In [None]:
#%%
## IMPORT MODULES
import numpy as np
import pandas as pd
import matplotlib.pyplot as plt
from matplotlib.ticker import FuncFormatter, MaxNLocator
import matplotlib.dates as mdates
import seaborn as sns
from calendar import monthrange

from definitions import (locations, quality_codes, completeness_codes)
from eda_functions import (get_flow_data, get_rainfall_data,
                       resample_flow_hr, resample_rf_hr,
                       quality_count,
                       plot_sample,
                       plot_histogram,
                       plot_quality, 
                       plot_seasonal,
                       rainfall_sample,
                       offset_flow)


In [None]:
#%%
## LOAD DATA

# load flow data for Adelphi Weir
adelphi = get_flow_data('Adelphi-Weir')
# note - 'completeness' and 'qcode' empty for Adelphi Weir

# load rainfall data for locations in the Irwell catchment
rainfall_data = get_rainfall_data(locations)

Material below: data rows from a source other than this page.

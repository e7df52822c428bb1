//! The activation vector of a network.
use std::fmt;

use itertools::Itertools;

use crate::error::NetError;

/// The binary activation of every neuron in a network, index `i` holding neuron `i + 1`.
///
/// A state is only ever replaced as a whole: steppers compute the signal received by every neuron
/// from the current activations before any activation is overwritten.
#[derive(Debug, PartialEq, Eq, Clone)]
pub struct NetworkState {
    activations: Vec<u8>,
}

impl NetworkState {
    /// Create a state from a vector of activations.
    /// Returns an error if any activation is neither 0 nor 1.
    pub fn build(activations: Vec<u8>) -> Result<Self, NetError> {
        if let Some((i, &a)) = activations.iter().find_position(|&&a| a > 1) {
            return Err(NetError::InvalidParameters(format!(
                "activation of neuron {} must be 0 or 1, got {}",
                i + 1,
                a
            )));
        }
        Ok(NetworkState { activations })
    }

    /// Activations must be 0 or 1.
    pub(crate) fn from_valid(activations: Vec<u8>) -> Self {
        debug_assert!(activations.iter().all(|&a| a <= 1));
        NetworkState { activations }
    }

    /// Create a state with all `num_neurons` neurons inactive.
    pub fn inactive(num_neurons: usize) -> Self {
        NetworkState {
            activations: vec![0; num_neurons],
        }
    }

    /// Returns the number of neurons.
    pub fn num_neurons(&self) -> usize {
        self.activations.len()
    }

    /// Returns whether the neuron at (0-based) `index` is active.
    pub fn is_active(&self, index: usize) -> bool {
        self.activations[index] == 1
    }

    /// Returns the number of active neurons.
    pub fn num_active(&self) -> usize {
        self.activations.iter().filter(|&&a| a == 1).count()
    }

    /// An iterator over the (0-based) indices of the active neurons.
    pub fn active_indices(&self) -> impl Iterator<Item = usize> + '_ {
        self.activations.iter().positions(|&a| a == 1)
    }

    /// Returns a slice of the activations.
    pub fn activations(&self) -> &[u8] {
        &self.activations
    }

    /// Overwrite every activation from the received signal and the thresholds.
    /// A neuron is active iff its received signal reaches its threshold (`received >= threshold`).
    pub(crate) fn commit(&mut self, received: &[f64], thresholds: &[f64]) {
        for ((activation, &signal), &threshold) in self
            .activations
            .iter_mut()
            .zip(received.iter())
            .zip(thresholds.iter())
        {
            *activation = u8::from(signal >= threshold);
        }
    }

    /// Consume the state and returns the plain activation vector.
    pub fn into_activations(self) -> Vec<u8> {
        self.activations
    }
}

/// Space-separated activations, e.g., `0 1 1 0`.
impl fmt::Display for NetworkState {
    fn fmt(&self, f: &mut fmt::Formatter) -> fmt::Result {
        write!(f, "{}", self.activations.iter().join(" "))
    }
}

# group rainfall and flow data by hour
adelphi_hr = resample_flow_hr(adelphi)
rainfall_hr = resample_rf_hr(rainfall_data)

# create mean rainfall dataframe
rf_mean_hr = pd.DataFrame(index=rainfall_hr[locations[0]].index)
for location in rainfall_hr.keys():
    rf_mean_hr[location] = rainfall_hr[location]['value']
rf_mean_hr['rf_mean'] = rf_mean_hr[locations].mean(axis=1)
rf_mean_hr = rf_mean_hr[['rf_mean']]


In [None]:
#%%
## EDA for Adelphi Weir flow data 
# basic statistics for flow

print('Total datapoints: ', len(adelphi))
print('Overall mean flow: ', adelphi['value'].mean())
print('Overall maximum flow: ', max(adelphi['value']))

In [None]:
# %%
# plot sampled flow data
# sample of mean weekly/monthly/quarterly/yearly data

sample_interval = 'Y' # 'W','M','Q','Y'
adelphi_plot = adelphi.loc['1976':'2024'] # change time window
# minmax also plots minimum and maximum flows for relevant period - use with logscale
plot_sample(adelphi_plot,
        sample_interval,
        minmax=True,
        logscale=True)


In [None]:
#%%
# plot histogram of flow levels
plot_histogram(adelphi, quantile=0.99, bins=500)
plt.xlabel('Flow (m$^3$/s)')




In [None]:
#%%
# number of data points by quality
quality_count(adelphi, year=2000)


In [None]:
#%%
# plot histogram of data quality for each year
plot_quality(adelphi, title=None)


In [None]:
#%%
# plot data quality broken down for a single year
plot_quality(adelphi, year=2007)




In [None]:
#%%

# seasonal plot with daily/weekly averages

plot_seasonal(adelphi, interval='monthly', log=True, cmap=None,
     linewidth=1, linewidth_mean=4)


In [None]:
#%%
## EDA for catchment rainfall data

# plot data quality histograms for each rainfall dataset
for location in rainfall_data.keys():
    plot_quality(rainfall_data[location],
                 title = location.replace('-',' '),
                 completeness=False)




In [None]:
#%%
# regress rainfall data against flow data displaced by a number of hours

def get_corrs(location, sample_size, offsets=None):

    '''
    finds correlations between rainfall and flow offset by different numbers of hours
    works for each individual location or 'all' locations
    '''

    # take sample of rainfall data
    rf_sample = rainfall_sample(rainfall_hr, loc=location, sample_size=sample_size)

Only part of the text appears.